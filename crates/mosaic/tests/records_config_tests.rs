// SPDX-License-Identifier: AGPL-3.0-only
// Copyright (C) 2024 Jonathan Lee
// This program is free software: you can redistribute it and/or modify
// it under the terms of the GNU Affero General Public License version 3
// as published by the Free Software Foundation.
// This program is distributed in the hope that it will be useful,
// but WITHOUT ANY WARRANTY; without even the implied warranty of
// MERCHANTABILITY or FITNESS FOR A PARTICULAR PURPOSE.
// See the GNU Affero General Public License for more details.
// You should have received a copy of the GNU Affero General Public License
// along with this program. If not, see https://www.gnu.org/licenses/.

use mosaic::{
    CategoryOrder, ConfigError, DataError, FilterSpec, MosaicChart, MosaicConfig, MosaicError,
    RecordSet, Rgb,
};
use polars::prelude::*;
use std::io::Write;

#[test]
fn dataframe_nulls_become_missing_values() {
    let df = df!(
        "r" => &["A", "B", "C"],
        "c" => &[Some("X"), None, Some("Y")],
        "n" => &[1i64, 2, 3],
    )
    .unwrap();
    let records = RecordSet::from_dataframe(&df).unwrap();
    assert_eq!(records.column_names(), &["r", "c", "n"]);
    assert_eq!(records.len(), 3);
    assert_eq!(records.value(0, 1), Some("X"));
    assert_eq!(records.value(1, 1), None);
    assert_eq!(records.value(2, 2), Some("3"));
}

#[test]
fn csv_files_load_through_polars() {
    let mut file = tempfile::NamedTempFile::new().unwrap();
    writeln!(file, "region,segment,year").unwrap();
    writeln!(file, "north,retail,2023").unwrap();
    writeln!(file, "north,retail,2024").unwrap();
    writeln!(file, "south,retail,2024").unwrap();
    writeln!(file, "north,online,2024").unwrap();
    file.flush().unwrap();

    let records = RecordSet::from_csv(file.path()).unwrap();
    assert_eq!(records.len(), 4);
    assert_eq!(
        records.distinct_values("year").unwrap(),
        vec!["2023".to_string(), "2024".to_string()]
    );

    let config = MosaicConfig::new("region", "segment").with_filter("year", "2024");
    let plan = MosaicChart::new(config).unwrap().plan(&records).unwrap();
    assert_eq!(plan.title, "region by segment (year: 2024)");
    assert_eq!(plan.rows.len(), 2);
}

#[test]
fn missing_csv_is_a_data_file_error() {
    let err = RecordSet::from_csv("/definitely/not/here.csv").unwrap_err();
    assert!(matches!(err, DataError::DataFile { .. }));
}

#[test]
fn ragged_rows_are_rejected() {
    let mut records = RecordSet::new(["a", "b"]);
    let err = records.push_row(vec![Some("x".to_string())]).unwrap_err();
    assert!(matches!(err, DataError::RaggedRow { expected: 2, found: 1, .. }));
}

#[test]
fn select_filters_a_copy() {
    let records = RecordSet::from_str_rows(
        &["r", "f"],
        &[&[Some("A"), Some("1")], &[Some("B"), None], &[Some("C"), Some("1")]],
    )
    .unwrap();
    let filter = FilterSpec::new("f", "1");
    let mut selected = records.select(Some(&filter)).unwrap();
    assert_eq!(selected.len(), 2);
    selected.fill_missing(&["r"], "UNID").unwrap();
    assert_eq!(records.len(), 3);
    assert_eq!(records.value(1, 1), None);
}

#[test]
fn config_loads_from_toml() {
    let mut file = tempfile::NamedTempFile::new().unwrap();
    write!(
        file,
        r##"
row_column = "region"
column_column = "segment"
min_display_value = 5.0
fixed_colors = ["#AABBCC", "ddeeff"]
category_order = "lexical"

[figure_size]
width = 12.0
height = 6.0

[filter]
column = "year"
value = "2024"
"##
    )
    .unwrap();
    file.flush().unwrap();

    let config = MosaicConfig::load_from_file(file.path()).unwrap();
    assert_eq!(config.row_column, "region");
    assert_eq!(config.min_display_value, 5.0);
    assert_eq!(config.category_order, CategoryOrder::Lexical);
    assert_eq!(config.figure_size.height, 6.0);
    assert_eq!(config.filter, Some(FilterSpec::new("year", "2024")));
    assert_eq!(config.dpi, 100.0);
    assert!(config.validate().is_ok());
}

#[test]
fn defaults_match_documented_values() {
    let config = MosaicConfig::default();
    assert_eq!(config.figure_size.width, 10.0);
    assert_eq!(config.figure_size.height, 5.0);
    assert_eq!(config.min_display_value, 3.0);
    assert!(config.fixed_colors.is_empty());
    assert!(config.chart_title.is_none());
    assert_eq!(config.category_order, CategoryOrder::Encounter);
}

#[test]
fn validation_rejects_bad_settings() {
    assert!(matches!(
        MosaicConfig::default().validate(),
        Err(ConfigError::MissingColumn { .. })
    ));
    assert!(matches!(
        MosaicConfig::new("r", "c").with_figure_size(0.0, 5.0).validate(),
        Err(ConfigError::InvalidFigureSize { .. })
    ));
    assert!(matches!(
        MosaicConfig::new("r", "c").with_min_display_value(-1.0).validate(),
        Err(ConfigError::InvalidThreshold { .. })
    ));
    assert!(matches!(
        MosaicConfig::new("r", "c").with_fixed_colors(["red"]).validate(),
        Err(ConfigError::InvalidColor { .. })
    ));

    let err = MosaicChart::new(MosaicConfig::new("r", "c").with_fixed_colors(["#12345G"]))
        .err()
        .unwrap();
    assert_eq!(err.category(), "Configuration");
}

#[test]
fn colours_parse_with_or_without_hash() {
    assert_eq!(Rgb::parse("#0a0B0c").unwrap(), Rgb::new(10, 11, 12));
    assert_eq!(Rgb::parse("FFFFFF").unwrap(), Rgb::WHITE);
    assert_eq!(Rgb::GRAY.to_hex(), "#808080");
    assert!(Rgb::parse("#FFF").is_err());
}

#[test]
fn user_messages_name_the_problem() {
    let err = MosaicError::from(DataError::EmptySelection {
        column: "year".to_string(),
        value: "1999".to_string(),
    });
    assert_eq!(err.category(), "Data");
    assert!(err.user_message().contains("1999"));
}

#[test]
fn bad_dpi_names_the_dpi() {
    let config = MosaicConfig {
        dpi: 0.0,
        ..MosaicConfig::new("r", "c")
    };
    let err = config.validate().unwrap_err();
    assert!(matches!(err, ConfigError::InvalidDpi { value } if value == 0.0));
    assert_eq!(err.to_string(), "Invalid dpi: 0");
}

#[test]
fn malformed_config_falls_back_to_defaults() {
    let mut file = tempfile::NamedTempFile::new().unwrap();
    write!(file, "row_column = \"region\"\nmin_display_value = \"three\"\n").unwrap();
    file.flush().unwrap();

    assert!(matches!(
        MosaicConfig::load_from_file(file.path()),
        Err(ConfigError::Parse(_))
    ));
    assert_eq!(
        MosaicConfig::load_or_default_from(file.path()),
        MosaicConfig::default()
    );
}

#[test]
fn missing_config_falls_back_to_defaults() {
    let dir = tempfile::tempdir().unwrap();
    let path = dir.path().join("mosaic.toml");
    assert!(matches!(
        MosaicConfig::load_from_file(&path),
        Err(ConfigError::FileRead { .. })
    ));
    assert_eq!(MosaicConfig::load_or_default_from(&path), MosaicConfig::default());
}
============================================================
▶ [REQUIRED ACTION]: Track down every line of the material containing the string "Some", and copy it.

▶ [TASK SOLUTION]:
        "c" => &[Some("X"), None, Some("Y")],
    assert_eq!(records.value(0, 1), Some("X"));
    assert_eq!(records.value(2, 2), Some("3"));
    let err = records.push_row(vec![Some("x".to_string())]).unwrap_err();
        &[&[Some("A"), Some("1")], &[Some("B"), None], &[Some("C"), Some("1")]],
    let mut selected = records.select(Some(&filter)).unwrap();
    assert_eq!(config.filter, Some(FilterSpec::new("year", "2024")));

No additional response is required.